What this task involves
Find the lines below holding the word "gallery" and copy each of them.

Data for processing
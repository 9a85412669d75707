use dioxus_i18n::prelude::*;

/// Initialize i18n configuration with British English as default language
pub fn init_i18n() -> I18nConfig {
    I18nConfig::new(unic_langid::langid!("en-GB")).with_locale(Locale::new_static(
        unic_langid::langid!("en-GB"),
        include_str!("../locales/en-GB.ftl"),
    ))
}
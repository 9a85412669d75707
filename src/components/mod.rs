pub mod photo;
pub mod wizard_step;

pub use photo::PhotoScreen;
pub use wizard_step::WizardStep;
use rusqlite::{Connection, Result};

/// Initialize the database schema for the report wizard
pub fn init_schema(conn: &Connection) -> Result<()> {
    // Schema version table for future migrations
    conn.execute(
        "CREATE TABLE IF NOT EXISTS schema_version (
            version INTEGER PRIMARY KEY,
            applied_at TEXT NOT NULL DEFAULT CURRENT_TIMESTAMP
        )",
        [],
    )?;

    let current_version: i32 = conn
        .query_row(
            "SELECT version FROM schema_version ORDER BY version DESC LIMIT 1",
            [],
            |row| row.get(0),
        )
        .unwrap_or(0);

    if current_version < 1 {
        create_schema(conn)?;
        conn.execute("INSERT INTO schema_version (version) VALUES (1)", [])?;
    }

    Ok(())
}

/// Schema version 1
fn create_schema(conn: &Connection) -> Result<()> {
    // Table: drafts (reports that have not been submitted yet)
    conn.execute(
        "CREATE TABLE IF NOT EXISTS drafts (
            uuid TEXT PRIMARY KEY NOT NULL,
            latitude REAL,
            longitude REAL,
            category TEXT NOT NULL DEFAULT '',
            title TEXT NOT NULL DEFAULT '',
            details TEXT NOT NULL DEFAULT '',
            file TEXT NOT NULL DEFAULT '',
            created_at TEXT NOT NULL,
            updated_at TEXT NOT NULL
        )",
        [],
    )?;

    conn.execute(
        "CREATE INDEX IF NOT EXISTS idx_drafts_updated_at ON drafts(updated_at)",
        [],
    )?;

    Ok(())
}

---

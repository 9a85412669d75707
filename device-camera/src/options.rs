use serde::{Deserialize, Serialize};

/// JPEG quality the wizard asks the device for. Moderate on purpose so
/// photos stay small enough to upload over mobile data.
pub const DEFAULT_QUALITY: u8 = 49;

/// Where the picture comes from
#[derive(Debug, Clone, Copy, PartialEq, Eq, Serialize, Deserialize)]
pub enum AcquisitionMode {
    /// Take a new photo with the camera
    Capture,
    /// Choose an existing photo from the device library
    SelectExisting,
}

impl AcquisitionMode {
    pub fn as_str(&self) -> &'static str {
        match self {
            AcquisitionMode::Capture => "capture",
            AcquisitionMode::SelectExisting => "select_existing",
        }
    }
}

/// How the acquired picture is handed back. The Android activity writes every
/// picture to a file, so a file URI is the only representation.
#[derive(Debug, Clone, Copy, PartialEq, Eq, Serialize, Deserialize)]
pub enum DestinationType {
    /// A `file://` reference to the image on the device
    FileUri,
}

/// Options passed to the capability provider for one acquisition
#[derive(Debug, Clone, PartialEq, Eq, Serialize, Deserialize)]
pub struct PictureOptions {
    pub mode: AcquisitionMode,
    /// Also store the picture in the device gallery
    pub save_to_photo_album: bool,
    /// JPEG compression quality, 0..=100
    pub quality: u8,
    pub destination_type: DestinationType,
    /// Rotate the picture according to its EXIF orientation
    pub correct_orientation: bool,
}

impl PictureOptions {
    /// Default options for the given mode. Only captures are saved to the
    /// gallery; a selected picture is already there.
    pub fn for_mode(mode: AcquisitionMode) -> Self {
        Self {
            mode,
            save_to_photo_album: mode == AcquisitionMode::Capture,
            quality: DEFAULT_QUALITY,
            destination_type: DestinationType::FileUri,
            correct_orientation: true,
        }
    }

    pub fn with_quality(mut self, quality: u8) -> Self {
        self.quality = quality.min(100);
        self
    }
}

The completed task
    /// Also store the picture in the device gallery
    /// gallery; a selected picture is already there.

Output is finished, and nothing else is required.